The only one I can speak to is the National Summer Steamup. Richard Finnlayson {sp?} started it I believe as a West Coast Diamondhead as it were. From there, a group of seven guys started Steam Events LLC as an organization responsible for putting on the NSS every year. These seven are... 

Dave Cole 
Tony Dixon 
Jim McDavid 
Clark Lord 
Bob Trabuco 
Bill Turkell 
Sonny Wizelman


----------



## Dr Rivet (Jan 5, 2008)

Chas 

Not all steam related, but here goes. 

1] National Garden Railway Conventions.... Started as a series of four annual events hosted by the Denver Garden Railway Society. After four years, the 5th was held in Concord (1989) CA and hosted by the Bay Area GRS. Ever since it has been hosted by different groups across the country. I was chairman of the 1992 convention held in Reston, VA and hosted by the WVMGRS. AFAIK, every NGRC has had a portable steam track as part of the venue.

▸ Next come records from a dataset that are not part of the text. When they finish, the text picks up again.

//! 徽章实例 API 处理器
//!
//! 单个与批量发放、列表、详情、更新、撤销以及变更流

use axum::{
    Extension, Json,
    body::Bytes,
    extract::{OriginalUri, Path, State},
    http::{StatusCode, Uri},
};
use axum_extra::extract::Query;
use chrono::Utc;
use serde::Deserialize;
use serde_json::Value;
use tracing::info;

use badgr_core::models::{AssertionFilter, BadgeClass, BadgeInstance};
use badgr_core::openbadges::format_timestamp;
use badgr_core::repository::PageRequest;
use badgr_core::service::AssertionDraft;
use badgr_core::{CoreError, FieldErrors};

use super::{Created, Envelope, JsonBody, assertion_for, badge_class_for, created};
use crate::auth::permissions::issuer_for;
use crate::auth::scopes::R_ASSERTIONS;
use crate::auth::{Access, AuthContext, IssuerRule};
use crate::dto::{
    AssertionDto, AssertionRequest, BatchIssueRequest, ChangedSinceQuery, ListQuery, Paginator,
    Related, RevokeResult, V2Response, parse_num,
};
use crate::dto::query::parse_since;
use crate::error::{ApiError, Result};
use crate::state::AppState;

const NON_FIELD_ERRORS: &str = "non_field_errors";
const PERMISSION_DENIED: &str = "permission denied or object not found";

/// 带 `num` 时分页，否则返回全部
async fn list_page(
    state: &AppState,
    filter: AssertionFilter,
    query: &ListQuery,
    uri: &Uri,
) -> Result<Envelope<AssertionDto>> {
    let now = Utc::now();
    let Some(num) = parse_num(query.num.as_deref())? else {
        let instances = state.repos.assertions.list(&filter, now, PageRequest::all()).await?;
        let result = Related::new(state).assertions(instances).await?;
        return Ok(Json(V2Response::ok(result)));
    };

    let paginator = Paginator::new(state.page_size(Some(num)), query.cursor.as_deref())?;
    let instances = state.repos.assertions.list(&filter, now, paginator.page_request()).await?;
    let (instances, pagination) = paginator.finish(instances, state.urls.origin(), uri);
    let result = Related::new(state).assertions(instances).await?;
    Ok(Json(V2Response::ok(result).with_pagination(Some(pagination))))
}

fn into_draft(req: AssertionRequest) -> Result<AssertionDraft> {
    req.into_draft().map_err(ApiError::FieldErrors)
}

/// 徽章定义下的未撤销实例，可按 `recipient` 过滤
///
/// GET /v2/badgeclasses/{entity_id}/assertions
pub async fn list_badge_class_assertions(
    State(state): State<AppState>,
    Extension(auth): Extension<AuthContext>,
    Path(entity_id): Path<String>,
    Query(query): Query<ListQuery>,
    OriginalUri(uri): OriginalUri,
) -> Result<Envelope<AssertionDto>> {
    auth.require_verified()?;
    let (badge_class, _) =
        badge_class_for(&state, &auth, &entity_id, IssuerRule::Staff, Access::Read).await?;

    let filter = AssertionFilter::for_badgeclass(badge_class.id).with_recipients(query.recipient.clone());
    list_page(&state, filter, &query, &uri).await
}

/// 发放单个徽章实例
///
/// POST /v2/badgeclasses/{entity_id}/assertions
pub async fn issue_badge_class_assertion(
    State(state): State<AppState>,
    Extension(auth): Extension<AuthContext>,
    Path(entity_id): Path<String>,
    payload: JsonBody<AssertionRequest>,
) -> Result<Created<AssertionDto>> {
    auth.require_verified()?;
    let (badge_class, _) =
        badge_class_for(&state, &auth, &entity_id, IssuerRule::Staff, Access::Write).await?;
    let Json(req) = payload?;

    let draft = into_draft(req)?;
    let instance = state
        .issuance
        .issue(&badge_class, None, draft, Some(auth.user_id()))
        .await?;
    Ok(created(Related::new(&state).assertion(instance).await?))
}

/// 发行方下的实例；默认排除已过期与已撤销
///
/// GET /v2/issuers/{entity_id}/assertions
pub async fn list_issuer_assertions(
    State(state): State<AppState>,
    Extension(auth): Extension<AuthContext>,
    Path(entity_id): Path<String>,
    Query(query): Query<ListQuery>,
    OriginalUri(uri): OriginalUri,
) -> Result<Envelope<AssertionDto>> {
    auth.require_verified()?;
    let issuer = issuer_for(&state.repos, &auth, &entity_id, IssuerRule::Staff, Access::Read).await?;

    let mut filter = AssertionFilter::for_issuer(issuer.id).with_recipients(query.recipient.clone());
    filter.include_expired = query.include_expired();
    filter.include_revoked = query.include_revoked();
    list_page(&state, filter, &query, &uri).await
}

/// 在发行方下发放，徽章定义由请求体指定
///
/// POST /v2/issuers/{entity_id}/assertions
pub async fn issue_issuer_assertion(
    State(state): State<AppState>,
    Extension(auth): Extension<AuthContext>,
    Path(entity_id): Path<String>,
    payload: JsonBody<AssertionRequest>,
) -> Result<Created<AssertionDto>> {
    auth.require_verified()?;
    let issuer = issuer_for(&state.repos, &auth, &entity_id, IssuerRule::Staff, Access::Write).await?;
    let Json(req) = payload?;

    let reference = req
        .badge_class_ref()
        .ok_or_else(|| ApiError::field("badgeclass", "This field is required"))?;
    let draft = into_draft(req)?;
    let badge_class = state.issuance.resolve_badge_class(reference, Some(&issuer)).await?;
    let instance = state
        .issuance
        .issue(&badge_class, Some(&issuer), draft, Some(auth.user_id()))
        .await?;
    Ok(created(Related::new(&state).assertion(instance).await?))
}

/// 批量发放同一徽章定义；任一条目校验失败时整体不写入，
/// 返回与条目顺序对应的字段错误列表
///
/// POST /v2/badgeclasses/{entity_id}/issue
pub async fn batch_issue(
    State(state): State<AppState>,
    Extension(auth): Extension<AuthContext>,
    Path(entity_id): Path<String>,
    payload: JsonBody<BatchIssueRequest>,
) -> Result<(StatusCode, Envelope<AssertionDto>)> {
    auth.require_verified()?;
    let (badge_class, _) =
        badge_class_for(&state, &auth, &entity_id, IssuerRule::Staff, Access::Write).await?;
    let Json(req) = payload?;
    let items = req
        .assertions
        .ok_or_else(|| ApiError::field("assertions", "This field is required"))?;

    let mut drafts = Vec::with_capacity(items.len());
    let mut item_errors = Vec::with_capacity(items.len());
    for mut item in items {
        if let Some(object) = item.as_object_mut() {
            object.insert("create_notification".to_string(), Value::Bool(req.create_notification));
        }
        match batch_item(&state, &badge_class, item).await? {
            Ok(draft) => {
                drafts.push(draft);
                item_errors.push(FieldErrors::new());
            }
            Err(errors) => item_errors.push(errors),
        }
    }

    if item_errors.iter().any(|e| !e.is_empty()) {
        return Err(ApiError::ItemFieldErrors(item_errors));
    }

    let instances = state
        .issuance
        .issue_batch(&badge_class, drafts, Some(auth.user_id()))
        .await?;
    let result = Related::new(&state).assertions(instances).await?;
    Ok((StatusCode::CREATED, Json(V2Response::ok(result))))
}

/// 单个条目的校验；外层 Err 为系统错误
async fn batch_item(
    state: &AppState,
    badge_class: &BadgeClass,
    item: Value,
) -> Result<std::result::Result<AssertionDraft, FieldErrors>> {
    let req: AssertionRequest = match serde_json::from_value(item) {
        Ok(req) => req,
        Err(e) => return Ok(Err(FieldErrors::single(NON_FIELD_ERRORS, e.to_string()))),
    };
    let draft = match req.into_draft() {
        Ok(draft) => draft,
        Err(errors) => return Ok(Err(errors)),
    };
    match state.issuance.check_award(badge_class, None, &draft).await {
        Ok(()) => Ok(Ok(draft)),
        Err(CoreError::FieldErrors(errors)) => Ok(Err(errors)),
        Err(CoreError::Validation(message)) => Ok(Err(FieldErrors::single(NON_FIELD_ERRORS, message))),
        Err(e) => Err(e.into()),
    }
}

/// 批量撤销，逐条返回结果；单条失败不影响其他条目
///
/// POST /v2/assertions/revoke
pub async fn batch_revoke(
    State(state): State<AppState>,
    Extension(auth): Extension<AuthContext>,
    payload: JsonBody<Vec<Value>>,
) -> Result<Envelope<RevokeResult>> {
    auth.require_verified()?;
    let Json(items) = payload?;

    let mut results = Vec::with_capacity(items.len());
    for item in items {
        results.push(revoke_one(&state, &auth, item).await?);
    }
    Ok(Json(V2Response::ok(results).with_description("revoked badges")))
}

async fn revoke_one(state: &AppState, auth: &AuthContext, item: Value) -> Result<RevokeResult> {
    let mut result = RevokeResult::default();

    // 逐字段读取，类型不符的字段视为缺失
    let Some(entity_id) = string_field(&item, "entityId") else {
        return Ok(result.failed("entityId is required"));
    };
    result.entity_id = Some(entity_id.clone());
    let Some(reason) = string_field(&item, "revocationReason") else {
        return Ok(result.failed("revocationReason is required"));
    };
    result.revocation_reason = Some(reason.clone());

    let instance = match assertion_for(state, auth, &entity_id, IssuerRule::Editor, Access::Write).await {
        Ok(instance) => instance,
        Err(ApiError::NotFound) => return Ok(result.failed(PERMISSION_DENIED)),
        Err(e) => return Err(e),
    };

    match state.revocation.revoke(instance, &reason).await {
        Ok(_) => {
            result.revoked = true;
            Ok(result)
        }
        Err(e) if e.is_system_error() => Err(e.into()),
        Err(e) => Ok(result.failed(e.to_string())),
    }
}

fn string_field(item: &Value, key: &str) -> Option<String> {
    item.get(key).and_then(Value::as_str).map(str::to_string)
}

/// 获取徽章实例详情
///
/// GET /v2/assertions/{entity_id}
pub async fn get_assertion(
    State(state): State<AppState>,
    Extension(auth): Extension<AuthContext>,
    Path(entity_id): Path<String>,
) -> Result<Envelope<AssertionDto>> {
    auth.require_verified()?;
    let instance = assertion_for(&state, &auth, &entity_id, IssuerRule::Editor, Access::Read).await?;
    Ok(Json(V2Response::single(Related::new(&state).assertion(instance).await?)))
}

/// 更新徽章实例的可修改字段
///
/// PUT /v2/assertions/{entity_id}
pub async fn update_assertion(
    State(state): State<AppState>,
    Extension(auth): Extension<AuthContext>,
    Path(entity_id): Path<String>,
    payload: JsonBody<AssertionRequest>,
) -> Result<Envelope<AssertionDto>> {
    auth.require_verified()?;
    let instance = assertion_for(&state, &auth, &entity_id, IssuerRule::Editor, Access::Write).await?;
    let Json(req) = payload?;

    let changes = req
        .into_changes(instance.recipient_type)
        .map_err(ApiError::FieldErrors)?;
    let instance = state.issuance.update(instance, changes).await?;
    info!(assertion = %instance.entity_id, user = %auth.account.entity_id(), "Assertion updated");

    Ok(Json(V2Response::single(Related::new(&state).assertion(instance).await?)))
}

#[derive(Debug, Default, Deserialize)]
pub struct RevokeRequest {
    pub revocation_reason: Option<String>,
}

/// 撤销徽章实例，撤销不可逆
///
/// DELETE /v2/assertions/{entity_id}
pub async fn revoke_assertion(
    State(state): State<AppState>,
    Extension(auth): Extension<AuthContext>,
    Path(entity_id): Path<String>,
    body: Bytes,
) -> Result<Envelope<AssertionDto>> {
    auth.require_verified()?;
    let instance = assertion_for(&state, &auth, &entity_id, IssuerRule::Editor, Access::Write).await?;

    // 请求体可以为空，此时视为未提供原因
    let req: RevokeRequest = if body.is_empty() {
        RevokeRequest::default()
    } else {
        serde_json::from_slice(&body).map_err(|e| ApiError::BadRequest(e.to_string()))?
    };
    let reason = req
        .revocation_reason
        .filter(|r| !r.trim().is_empty())
        .ok_or_else(|| ApiError::field("revocation_reason", "This field is required"))?;
    let instance = state.revocation.revoke(instance, &reason).await?;

    Ok(Json(V2Response::single(Related::new(&state).assertion(instance).await?)))
}

/// 变更流：调用方可见且在 `since` 之后修改过的实例，
/// `timestamp` 为查询开始前的时间，供下一次轮询使用
///
/// GET /v2/assertions/changed
pub async fn changed_since(
    State(state): State<AppState>,
    Extension(auth): Extension<AuthContext>,
    Query(query): Query<ChangedSinceQuery>,
    OriginalUri(uri): OriginalUri,
) -> Result<Envelope<AssertionDto>> {
    auth.require_scope(&[R_ASSERTIONS])?;
    let since = query.since.as_deref().map(parse_since).transpose()?;
    let num = parse_num(query.num.as_deref())?;

    let timestamp = Utc::now();
    let paginator = Paginator::new(state.page_size(num), query.cursor.as_deref())?;
    let instances: Vec<BadgeInstance> = state
        .repos
        .assertions
        .list_changed_since(auth.user_id(), since, paginator.page_request())
        .await?;
    let (instances, pagination) = paginator.finish(instances, state.urls.origin(), &uri);
    let result = Related::new(&state).assertions(instances).await?;
    Ok(Json(
        V2Response::ok(result)
            .with_pagination(Some(pagination))
            .with_timestamp(format_timestamp(&timestamp)),
    ))
}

2] Diamondhead (Inter)national Small Scale Steam Up was started by a single determined gentleman named Jerry Reshew. The first meet was held in January 1993. Jerry was unhappy with the absolutely miserable conditions which live steamers endured at the 1992 NGRS. The convention was the first weekend of July in a suburb of Washington, DC,; Paul and Harry Quirk's portable track was set up on the top level of the Hyatt parking garage in the open with very little shade. My make-shift sun shades using regular nylon tarps (this is before EZ Up pop up tents were readily available) proved completely inadequate. Jerry told me that he was not going to endure this sort of misery again. We needed an indoor venue in a place with decent weather. So... he went home, and in a period of five months: 
a] built a portable track 
b] arranged for the use of the Diamondhead Inn 
c] advertised the meet 
d] was completely successful.. I think between 70 and 80 people attended the first meet 

3] Cabin Fever... a Model Engineering Expo that has been held in Pennsylvania for many years. When I first heard about it, it was an event in Lebanon, PA. Large scale live steamers regularly attended and exhibited their models, especially those from the Northeast, including the Pennsylvania Live Steamers. At some point, the Gauge 1 members of the PLS were invited to set up and operate a track. Paul and Harry Quirk had been taking their portable track to Rough and Tumble at Kinzer, PA and the steam traction event in Bangor PA for a few years already, so there was a precedent for this. As the Quirk brothers track aged and needed major rehabilitation, Mike Moore stepped in and built a new track as a replacement. The Quirk track remained at the PLS site until a permanent Gauge 1 track was built at the club site. It finally ended up in Atlanta GA as the beginning of a new effort there. It has finally been fully retired and scrapped. The Cabin Fever Model Engineering Expo has been held for the last few years at the old fairgrounds in York PA. It is now in the new Toyota building. Tracks for Gauge 1 and Gauge 0 are set up by Mike Moore, Charles and Ryan Bednarik, and [I think] Mike McCormick. This provides two large tracks for mainline and large narrow gauge, and two smaller tracks for the smaller Ga 1 and Ga 0 locos. The big draw for many of us is an opportunity to see all the amazing work of the amateur machinists and woodworkers, along with a large number of vendors of raw material, machine tools, and services. 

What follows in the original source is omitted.